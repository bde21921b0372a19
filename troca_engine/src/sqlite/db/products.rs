use log::debug;
use sqlx::SqliteConnection;

use super::categories;
use crate::{
    api::chat_objects::ProductSummary,
    db_types::{NewProduct, Product, ProductImage},
    traits::CatalogApiError,
};

/// Inserts a product listing and its image rows. This is not atomic on its own; callers wrap it in a
/// transaction and pass `&mut *tx` as the connection argument.
pub async fn insert_product(product: NewProduct, conn: &mut SqliteConnection) -> Result<Product, CatalogApiError> {
    let row: Product = sqlx::query_as(
        r#"
            INSERT INTO products (name, description, price, category_id, author_id, city, state)
            VALUES ($1, $2, $3, $4, $5, $6, $7)
            RETURNING *;
        "#,
    )
    .bind(product.name)
    .bind(product.description)
    .bind(product.price)
    .bind(product.category_id)
    .bind(product.author_id)
    .bind(product.city)
    .bind(product.state)
    .fetch_one(&mut *conn)
    .await?;
    for (position, path) in product.images.iter().enumerate() {
        sqlx::query("INSERT INTO product_images (product_id, path, position) VALUES ($1, $2, $3)")
            .bind(row.id)
            .bind(path)
            .bind(position as i64)
            .execute(&mut *conn)
            .await?;
    }
    debug!("📝️ Product #{} ({}) inserted with {} images", row.id, row.name, product.images.len());
    Ok(row)
}

pub async fn fetch_product(id: i64, conn: &mut SqliteConnection) -> Result<Option<Product>, sqlx::Error> {
    let product = sqlx::query_as("SELECT * FROM products WHERE id = $1").bind(id).fetch_optional(conn).await?;
    Ok(product)
}

/// Returns the images of a product in display order.
pub async fn fetch_product_images(
    product_id: i64,
    conn: &mut SqliteConnection,
) -> Result<Vec<ProductImage>, sqlx::Error> {
    let images = sqlx::query_as("SELECT * FROM product_images WHERE product_id = $1 ORDER BY position, id")
        .bind(product_id)
        .fetch_all(conn)
        .await?;
    Ok(images)
}

/// Assembles the compact product view the chat screens use. Returns `None` when the product does not exist.
pub async fn fetch_product_summary(
    product_id: i64,
    conn: &mut SqliteConnection,
) -> Result<Option<ProductSummary>, sqlx::Error> {
    let Some(product) = fetch_product(product_id, &mut *conn).await? else {
        return Ok(None);
    };
    let category =
        categories::fetch_category(product.category_id, &mut *conn).await?.ok_or(sqlx::Error::RowNotFound)?;
    let images = fetch_product_images(product_id, conn).await?;
    Ok(Some(ProductSummary::new(&product, &category, &images)))
}
use sqlx::SqliteConnection;

use crate::db_types::Category;

/// Returns every category in seeding order. The category list is fixed and seeded by a migration.
pub async fn fetch_categories(conn: &mut SqliteConnection) -> Result<Vec<Category>, sqlx::Error> {
    let categories = sqlx::query_as("SELECT * FROM categories ORDER BY id").fetch_all(conn).await?;
    Ok(categories)
}

pub async fn fetch_category(id: i64, conn: &mut SqliteConnection) -> Result<Option<Category>, sqlx::Error> {
    let category = sqlx::query_as("SELECT * FROM categories WHERE id = $1").bind(id).fetch_optional(conn).await?;
    Ok(category)
}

*Task goal*
If a line in the records holds the string "async", copy it.

*Result for this task*
pub async fn insert_product(product: NewProduct, conn: &mut SqliteConnection) -> Result<Product, CatalogApiError> {
pub async fn fetch_product(id: i64, conn: &mut SqliteConnection) -> Result<Option<Product>, sqlx::Error> {
pub async fn fetch_product_images(
pub async fn fetch_product_summary(
pub async fn fetch_categories(conn: &mut SqliteConnection) -> Result<Vec<Category>, sqlx::Error> {
pub async fn fetch_category(id: i64, conn: &mut SqliteConnection) -> Result<Option<Category>, sqlx::Error> {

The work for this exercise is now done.